Friday, September 27, 2019

M.P. panel to probe AYUSH doctors practising allopathy

Report to be submitted in a month; State hasn’t permitted AYUSH practitioners to prescribe modern drugs

27/09/2019 , Sidharth Yadav, Bhopal

The Madhya Pradesh government has constituted a team to look into AYUSH doctors taking up modern medicine and prescribing allopathic drugs at private hospitals.

“The services of AYUSH doctors are being used for night duty at most of the hospitals in the private sector,” reads an order dated September 13 on the constitution of the team. “In reality what is going on, the department has no information regarding this.”

According to the rules, says the order, ayurveda, yoga and naturopathy, unani, siddha and homoeopathy (AYUSH) doctors can’t prescribe allopathic drugs.

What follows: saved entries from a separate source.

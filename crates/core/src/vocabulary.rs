//! The ordered symptom vocabulary a classifier was trained against.

use crate::error::{CoreError, CoreResult};
use std::collections::HashMap;

/// Ordered, duplicate-free list of symptom identifiers.
///
/// Position `i` is feature column `i`. The order is fixed at construction and must match the
/// column order used when the classifier was trained.
#[derive(Clone, Debug)]
pub struct SymptomVocabulary {
    symptoms: Vec<String>,
    positions: HashMap<String, usize>,
}

impl SymptomVocabulary {
    /// Build a vocabulary, rejecting blank and duplicate entries.
    ///
    /// # Errors
    ///
    /// Returns `CoreError::InvalidArtifact` if the list is empty, contains a blank name, or
    /// names the same symptom twice.
    pub fn new(symptoms: Vec<String>) -> CoreResult<Self> {
        if symptoms.is_empty() {
            return Err(CoreError::InvalidArtifact {
                field: "symptoms",
                reason: "vocabulary cannot be empty".into(),
            });
        }

        let mut positions = HashMap::with_capacity(symptoms.len());
        for (idx, symptom) in symptoms.iter().enumerate() {
            if symptom.trim().is_empty() {
                return Err(CoreError::InvalidArtifact {
                    field: "symptoms",
                    reason: format!("entry {idx} is blank"),
                });
            }
            if positions.insert(symptom.clone(), idx).is_some() {
                return Err(CoreError::InvalidArtifact {
                    field: "symptoms",
                    reason: format!("duplicate symptom `{symptom}`"),
                });
            }
        }

        Ok(Self {
            symptoms,
            positions,
        })
    }

    pub fn len(&self) -> usize {
        self.symptoms.len()
    }

    pub fn is_empty(&self) -> bool {
        self.symptoms.is_empty()
    }

    /// Column index of `symptom`, if it is part of the vocabulary.
    ///
    /// Matching is exact; no case folding is applied.
    pub fn position(&self, symptom: &str) -> Option<usize> {
        self.positions.get(symptom).copied()
    }

    pub fn as_slice(&self) -> &[String] {
        &self.symptoms
    }

    pub fn iter(&self) -> impl Iterator<Item = &str> {
        self.symptoms.iter().map(String::as_str)
    }
}

#[cfg(test)]
mod tests {
    use super::*;

    fn vocab(names: &[&str]) -> CoreResult<SymptomVocabulary> {
        SymptomVocabulary::new(names.iter().map(|s| s.to_string()).collect())
    }

    #[test]
    fn positions_follow_declaration_order() {
        let v = vocab(&["fever", "cough", "fatigue"]).unwrap();
        assert_eq!(v.len(), 3);
        assert_eq!(v.position("fever"), Some(0));
        assert_eq!(v.position("fatigue"), Some(2));
        assert_eq!(v.position("Fever"), None);
        assert_eq!(v.iter().collect::<Vec<_>>(), vec!["fever", "cough", "fatigue"]);
    }

    #[test]
    fn rejects_duplicates() {
        let err = vocab(&["fever", "cough", "fever"]).expect_err("duplicate should fail");
        assert!(
            matches!(err, CoreError::InvalidArtifact { field: "symptoms", ref reason } if reason.contains("duplicate"))
        );
    }

    #[test]
    fn rejects_empty_and_blank() {
        assert!(vocab(&[]).is_err());
        assert!(vocab(&["fever", "  "]).is_err());
    }
}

Though allopathy hospitals can employ AYUSH doctors, they cannot be allowed to prescribe drugs, State AYUSH Department Additional Chief Secretary Shikha Dubey told The Hindu. “At present, we don’t know how many such doctors are there, and for how long have they been prescribing allopathic drugs. The team will submit a report within a month,” she said.

Unlike many States, Madhya Pradesh hasn’t yet permitted AYUSH doctors to practice modern medicine, but they could prescribe 72 drugs at integrated dispensaries in rural areas, only after passing a six-month course.

States like Maharashtra, Tamil Nadu, Gujarat, Punjab, Uttar Pradesh, Bihar and Uttarakhand have allowed the practice dwelling upon Rule 2 (ee) (iii) of the Drugs and Cosmetics Rules, 1945, after the Supreme Court in the 1987 case of Dr. Mukhtiar Chand allowed it by the means of State orders.

“You could have called it negligence if it was by an allopathy doctor. This is clear fraud; it is criminal,” said Anand Rai, who last year exposed several AYUSH doctors at private hospitals in Indore deputed at intensive care units to attend to emergency cases and perform surgeries. “At private hospitals, patients are fleeced on an hourly basis. Just to make more money, they employ AYUSH doctors,” said Dr. Rai, the Vyapam scam whistle-blower. “How do you expect someone practising herbal medicine to perform complicated procedures on patients?”

Santanu Sen, Indian Medical Association national president, said it was in principle against allowing the practice and Section 32 of the National Medical Commission Act, 2019, which “promoted quackery”.

When told many IMA-affiliated hospitals had employed AYUSH doctors in the past, Dr. Sen clarified: “We are an organisation of around four lakh doctors. If anyone violates the IMA’s stand, that’s just an individual agenda.”

Highlighting lack of AYUSH infrastructure, Ramavtar Chaudhary, national general secretary, AYUSH Medical Association said, “The government, whose institutions are allopathy-centric, pushes our doctors to take it up just to show it meets the WHO doctor-population ratio.”

Still, there is one doctor for 16,996 people in Madhya Pradesh, according to the National Health Profile 2018, against the World Health Organization’s prescribed ratio of 1 for 1,000. The NITI Aayog in May had said the country was expected to reach the norm by 2024.